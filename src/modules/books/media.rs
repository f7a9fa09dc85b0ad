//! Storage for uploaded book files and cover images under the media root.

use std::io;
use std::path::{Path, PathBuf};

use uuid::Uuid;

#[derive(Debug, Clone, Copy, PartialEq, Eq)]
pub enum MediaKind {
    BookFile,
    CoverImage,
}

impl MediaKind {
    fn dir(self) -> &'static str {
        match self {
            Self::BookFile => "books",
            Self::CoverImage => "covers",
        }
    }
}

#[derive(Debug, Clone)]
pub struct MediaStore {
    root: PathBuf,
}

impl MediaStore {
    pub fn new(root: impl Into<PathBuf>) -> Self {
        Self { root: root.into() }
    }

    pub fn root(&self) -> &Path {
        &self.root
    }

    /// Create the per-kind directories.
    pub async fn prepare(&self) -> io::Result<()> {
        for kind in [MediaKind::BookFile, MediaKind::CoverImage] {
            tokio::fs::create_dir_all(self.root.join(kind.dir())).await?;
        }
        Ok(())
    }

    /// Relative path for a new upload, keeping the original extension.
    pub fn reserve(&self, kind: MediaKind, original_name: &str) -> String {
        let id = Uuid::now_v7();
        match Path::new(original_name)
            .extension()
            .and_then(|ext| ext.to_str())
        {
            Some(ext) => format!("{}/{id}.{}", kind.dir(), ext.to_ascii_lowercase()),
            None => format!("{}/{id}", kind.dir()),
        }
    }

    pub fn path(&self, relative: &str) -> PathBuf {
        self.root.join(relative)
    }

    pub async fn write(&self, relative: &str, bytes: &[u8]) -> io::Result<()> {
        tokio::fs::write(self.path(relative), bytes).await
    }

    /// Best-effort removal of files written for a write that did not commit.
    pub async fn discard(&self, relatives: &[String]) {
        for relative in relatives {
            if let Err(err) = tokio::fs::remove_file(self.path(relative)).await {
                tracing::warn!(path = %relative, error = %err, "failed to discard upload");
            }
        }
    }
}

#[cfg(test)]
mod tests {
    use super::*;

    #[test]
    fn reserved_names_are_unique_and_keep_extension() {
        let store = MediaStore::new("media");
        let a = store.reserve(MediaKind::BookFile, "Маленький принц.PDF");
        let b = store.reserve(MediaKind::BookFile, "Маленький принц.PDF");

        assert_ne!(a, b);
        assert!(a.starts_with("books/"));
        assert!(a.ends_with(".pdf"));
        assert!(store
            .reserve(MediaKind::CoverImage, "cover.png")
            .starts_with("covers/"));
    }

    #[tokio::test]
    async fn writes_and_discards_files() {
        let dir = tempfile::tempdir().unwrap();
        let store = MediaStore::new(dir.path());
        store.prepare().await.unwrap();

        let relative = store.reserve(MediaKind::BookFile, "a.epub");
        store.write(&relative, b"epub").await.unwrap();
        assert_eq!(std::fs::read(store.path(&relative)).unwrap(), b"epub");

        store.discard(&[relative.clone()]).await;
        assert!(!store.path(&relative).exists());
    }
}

·····

◆ **EXERCISE DIRECTIONS**
All the lines that hold the word "Debug" must appear in the answer, copied from the records.

◆ **ANSWER AREA**
#[derive(Debug, Clone, Copy, PartialEq, Eq)]
#[derive(Debug, Clone)]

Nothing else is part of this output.